While data availability proofs with random sampling can be done, those are subjective and can’t be run on-chain (well, at least not easily). Herein lies the paradigm shift around what a base blockchain needs to provide: the Ethereum chain can be used for provable data availability. In this paradigm, the Ethereum chain only needs to check that a blob of data authenticates to a given Merkle root, and process fraud/validity proofs. So long as this happens, layer-2 systems can be responsible for executing the data. Essentially, this separates consensus on data from consensus on execution, and allows Ethereum to only perform minimal execution.
Tradeoffs
This scheme is of course not without any tradeoffs, but the tradeoffs have been almost universally approved of:
| Cons | Pros |
|---|---|
| Increased disk storage | Greatly reduced random accesses to large, mutable, shard data structure (state) |
| Increase network bandwidth | Incentive to not use state excessively, removing the need for complex state rent |
| Different side chain features (eWASM, Move, UTXO, privacy, etc.) |
A small price to pay for salvation.
Multi-Threaded Data Availability
We note a cute property of the above scheme: computing the Merkle root of the data blobs (either through full Merkleization, sparse Merklelization, or going up a Merkle branch), is a pure reducing function. As such, there is no reason for reducing data blobs to be executed in sequence, or even be executed within the EVM at all!
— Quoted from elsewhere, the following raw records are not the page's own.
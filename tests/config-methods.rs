//! Interface-conformance checks: every solver method's parameter record is
//! reachable from a config file under its documented field names.

extern crate fcs2_tasks_config;

use fcs2_tasks_config as cfg;
use cfg::YamlRead;

fn method(yaml: &str) -> cfg::ValidatedMethod {
    match cfg::ValidatedMethod::from_reader(yaml.as_bytes()) {
        Ok(method) => method,
        Err(e) => panic!("{}:\n{}", e, yaml),
    }
}

#[test]
fn every_external_method_parses() {
    let configs = [
        "{scafacos: {direct: {cutoff: 4.0, periodic-images: [1, 1, 1]}}}",
        "{scafacos: {ewald: {cutoff: 3.0, kmax: 16, maxkmax: 32, alpha: 0.3, tolerance-field: 1e-4}}}",
        "{scafacos: {fmm: {tolerance: {absolute: 1e-3}, dipole-correction: true, potential: coulomb}}}",
        "{scafacos: {memd: {timestep: 0.01, mesh-size: 32, lightspeed: 0.5, temperature: 1.0}}}",
        "{scafacos: {mmm1d: {far-switch-radius: 6.0, bessel-cutoff: 3, max-pw-error: 1e-4}}}",
        "{scafacos: {mmm2d: {max-pw-error: 1e-3, delta-top: 0.1, delta-bot: 0.1, layers-per-node: 2}}}",
        "{scafacos: {p2nfft: {cutoff: 3.0, tolerance: {field: 1e-4}, m: 4, grid: [64, 64, 64]}}}",
        "{scafacos: {pepc: {epsilon: 0.05, theta: 0.6}}}",
        "{scafacos: {pp3mg: {cells: [64, 64, 64], ghosts: 4, max-iterations: 50, tolerance: 1e-6}}}",
        "{scafacos: {vmg: {max-level: 6, smoothing-steps: 3, precision: 1e-6, cycle-type: w}}}",
        "{scafacos: {p3m: {r-cut: 3.0, grid: 64, cao: 7, alpha: 0.27, tolerance-field: 1e-4}}}",
    ];

    for yaml in &configs {
        let cfg::ValidatedMethod(kind) = method(yaml);
        match kind {
            cfg::MethodKind::Scafacos(..) => {},
            kind => panic!("{} parsed to a non-scafacos method: {:?}", yaml, kind),
        }
    }
}

#[test]
fn the_native_methods_parse() {
    assert_eq!(
        method("{direct: {cutoff: 8.5}}").0,
        cfg::MethodKind::Direct(cfg::MethodDirect {
            cutoff: 8.5,
            periodic_images: [1; 3],
        }),
    );
    assert_eq!(method("zero").0, cfg::MethodKind::TestZero);
}

#[test]
fn field_typos_do_not_silently_pass_validation() {
    // unknown fields only warn (serde_ignored), but misspelled *required*
    // fields are still an error
    assert!(cfg::ValidatedMethod::from_reader(
        "{scafacos: {pepc: {epsilonn: 0.05, theta: 0.6}}}".as_bytes(),
    ).is_err());
}

#[test]
fn defaults_fill_in_a_minimal_p3m() {
    let cfg::ValidatedMethod(kind) = method("{scafacos: {p3m: {}}}");
    match kind {
        cfg::MethodKind::Scafacos(cfg::ScafacosMethodKind::P3m(p3m)) => {
            assert_eq!(p3m.r_cut, None);
            assert_eq!(p3m.grid, None);
            assert_eq!(p3m.cao, None);
            assert_eq!(p3m.alpha, None);
            assert_eq!(p3m.tolerance_field, 1e-3);
        },
        kind => panic!("parsed to the wrong method: {:?}", kind),
    }
}
/* ********************************************************************** **
**  This file is part of fcs2.                                            **
**                                                                        **
**  fcs2 is free software: you can redistribute it and/or modify it under **
**  the terms of the GNU General Public License as published by the Free  **
**  Software Foundation, either version 3 of the License, or (at your     **
**  option) any later version.                                            **
**                                                                        **
**      http://www.gnu.org/licenses/                                      **
**                                                                        **
** Do note that, while the whole of fcs2 is licensed under the GPL, many  **
** parts of it are licensed under more permissive terms.                  **
** ********************************************************************** */

use crate::FailResult;
use crate::charges::ChargeStats;
use crate::filetypes::Particles;
use crate::solver::{self, SolveOutput, SolverEnv, System};

use fcs2_tasks_config as cfg;

/// One solve pass over the given particles, with everything else taken from
/// the settings.
pub fn run_solve(
    settings: &cfg::ValidatedSettings,
    particles: &Particles,
    env: &SolverEnv,
) -> FailResult<SolveOutput> {
    let cfg::ValidatedSettings(settings) = settings;

    ensure!(!particles.is_empty(), "the particle file contains no particles");

    let stats = ChargeStats::compute(&particles.charges);
    info!(
        "{} particles, {} of them charged (sum q^2 = {:e})",
        particles.len(), stats.num_charged, stats.sum_q2,
    );
    if stats.num_charged == 0 {
        warn!("no particle carries a charge; all results will be zero");
    }
    if stats.square_sum_q > 1e-10 {
        // periodic Coulomb sums are only conditionally convergent then
        warn!("the system is not charge-neutral ((sum q)^2 = {:e})", stats.square_sum_q);
    }

    let system = System::from_settings(settings);
    let builder = solver::from_config(&settings.coulomb, env)?;
    let mut solve_fn = builder.initialize_solve_fn(&system)?;

    let out = solve_fn.compute(&particles.positions, &particles.charges)?;
    info!("coulomb energy: {:.10e}", out.energy);
    Ok(out)
}

#[cfg(test)]
mod tests {
    use super::*;
    use cfg::YamlRead;

    fn settings(yaml: &str) -> cfg::ValidatedSettings {
        YamlRead::from_reader(yaml.as_bytes()).unwrap()
    }

    #[test]
    fn zero_solver_end_to_end() {
        let settings = settings(r#"
box: {a: [10, 0, 0], b: [0, 10, 0], c: [0, 0, 10]}
coulomb: {method: zero}
"#);
        let particles = Particles::parse("0 0 0 1.0\n1 1 1 -1.0\n").unwrap();

        let out = run_solve(&settings, &particles, &SolverEnv::default()).unwrap();
        assert_eq!(out.energy, 0.0);
        assert_eq!(out.fields.len(), 2);
        assert_eq!(out.virial, None);
    }

    #[test]
    fn empty_input_is_an_error() {
        let settings = settings(r#"
box: {a: [10, 0, 0], b: [0, 10, 0], c: [0, 0, 10]}
coulomb: {method: zero}
"#);
        let particles = Particles::parse("# nothing here\n").unwrap();
        assert!(run_solve(&settings, &particles, &SolverEnv::default()).is_err());
    }

    #[cfg(not(feature = "scafacos-support"))]
    #[test]
    fn external_methods_explain_the_missing_feature() {
        let settings = settings(r#"
box: {a: [10, 0, 0], b: [0, 10, 0], c: [0, 0, 10]}
coulomb:
  method:
    scafacos: {p3m: {}}
"#);
        let particles = Particles::parse("0 0 0 1.0\n").unwrap();
        let err = run_solve(&settings, &particles, &SolverEnv::default())
            .unwrap_err().to_string();
        assert!(err.contains("scafacos-support"), "{}", err);
    }
}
By simply multi-threading this process, we can allow Ethereum to process its data availability in parallel, with the majority of execution deferred to layer-2. The sequential work that must be done by Ethereum then reduces to basically comparing the computed root with the given root, and if true saving the side chain’s block header in state for later use until explicitly discarded, and processing fraud proofs or validity proofs.
Proposed Implementation
We propose the following high-level implementation: a new flag for transaction data that indicates a data blob somewhere else in the payload, and the pure reducing function that will be applied to it. This can be EVM code, eWASM code, or one from a set of pre-defined hard-coded reducing functions.
Clients can then go through transactions in a block (or even in their mempool!) and compute the reduction, inlining the result into the appropriate transaction’s calldata.
Conclusion
We present a scheme that enables multi-threaded data availability for Ethereum 1, borrowing inspiration from execution environments in phase 2 of Ethereum 2.
Edit: a potential issue with this scheme is that gas must be paid for the reducing function, which may make it non-pure if implemented naively. This shouldn’t be a problem, as this whole scheme can be thought of as a form of speculative execution.